Sunday,15th October 2006, Exeter
It is over a month now since we returned home to Exeter. Gradually we are readapting but it has been difficult to settle after so many months of stimulation living our nomadic existence on the byways of Europe. Already our illustrated travel account is giving us so much pleasure as we remember what we were doing this time last year, vividly recalling amusing incidents, places visited and the people we have met.

Our route southwards after landing at Newcastle from Bergen proved what we already knew. Britain has as much to offer in its own way as the rest of Europe with a landscape as varied as the moorlands and bracken covered hillsides of Yorkshire and Cumbria, to the industrial towns of the Midlands, the rolling hills of Worcestershire , the level pastures of the Somerset wetlands and the early autumn hedgerows of Devon.

We found our home intact albeit with a rather overgrown garden and an excellent harvest of weeds. To begin with it felt strange living and sleeping in a house after so long cramped together in Modestine. Indeed, when we saw our cabin on the Fjordline ferry in Bergen, we must have been the first people ever to exclaim at how spacious it was! We are still losing things all over the house and for a couple of weeks Jill suffered from headaches and "burnout".

Almost immediately we have become reintegrated into our former lives but without the work element. There have been invitations to exhibitions, activities and civic events as well as opportunities to see friends and work colleagues who have been following our activities with such interest, perhaps sometimes tinged with a little envy. We have been quite overcome by the support and enthusiasm our travels have aroused in so many people. Already friends are asking "what now"? With us away, their working week has been lightened by our regular reports turning up on the computer screen. Indeed, it is a question we are asking ourselves. Soon we will want to be off again, though not in quite the same way and probably not for so long. Certainly we are keen to enjoy these few years of health to the full, though for the present we are happy to see friends and family and Ian is eager to take up the threads of earlier research to accompany us on our next travels. Meanwhile, Modestine stands on our drive, eager to be off with us again, whenever and wherever we decide to go.

Last week we returned suddenly, unexpectedly and briefly to France. It was not a happy occasion. Jill's friend Danielle in Brittany, frequently mentioned in our blog, finally succumbed to the breast cancer from which she has suffered over the past year. Last April when we visited her we had been naively optimistic that she was in remission, but it was not to be. When Jill first arrived in the Jura at the age of seventeen to work as an English assistant at Champagne-sur-Loue it was Danielle who, without a word of English, immediately befriended her and helped her to speak and understand French. Since then she has remained a close, loyal friend. Her death has left us with a sense of great loss. Our sympathy is with her husband Joël and sons Stephane and Emmanuel.
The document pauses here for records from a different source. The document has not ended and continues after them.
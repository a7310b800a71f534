//! Customers domain module (customers and their sites).
//!
//! This crate contains the document shapes and the pure validation/naming rules for
//! customers and sites (no IO, no HTTP, no storage). Cross-document rules (the main
//! site, last-site protection) are enforced by the lifecycle orchestrator in
//! `assetdesk-infra`.

pub mod customer;
pub mod site;

pub use customer::{Address, Customer, CustomerUpdate};
pub use site::{MAIN_SITE_NAME, NewSite, Site, SitePatch, SiteUpdate, combined_site_name};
At Salies de Béarn Ruth too, despite fighting bravely to the very last, has lost her battle against the brain tumour which attacked her almost as soon as she and Ralph retired and moved to their house in the Basque region of France. Throughout her tragic illness she was wonderfully cared for by the French doctors and nursed at home by Ralph who received much support from his French neighbours. Such tragedies bring out so much kindness in people. For both Ruth and Danielle the struggle has ended, but for Joël and Ralph the future is still hard to contemplate. As Ralph has said, "Our dream did not last very long really, but at least we had it".

This week Modestine took us down to the far tip of Cornwall to see our friends Pam and John, now in their eighties. We had promised to see them to report in person on the places we visited on their behalf in the Dordogne and the lakes of Austria. It was saddening to discover John confined to a hospital bed in Penzance and Pam alone for the first time in fifty years, unwell and housebound. Life can be so cruel and unpredictable.

We hope it is not completely selfish to wish to enjoy the health and happiness we are blessed with at present, by exploiting to the full every opportunity while we are able to do so. We know how lucky we have been but for anyone approaching retirement and in good health, think about what you really want from life and go for it. It need not be travelling as we have chosen - everyone has their own dream. The important thing is to decide what you want and actively strive for it. Whatever you decide to do, live every day to the full.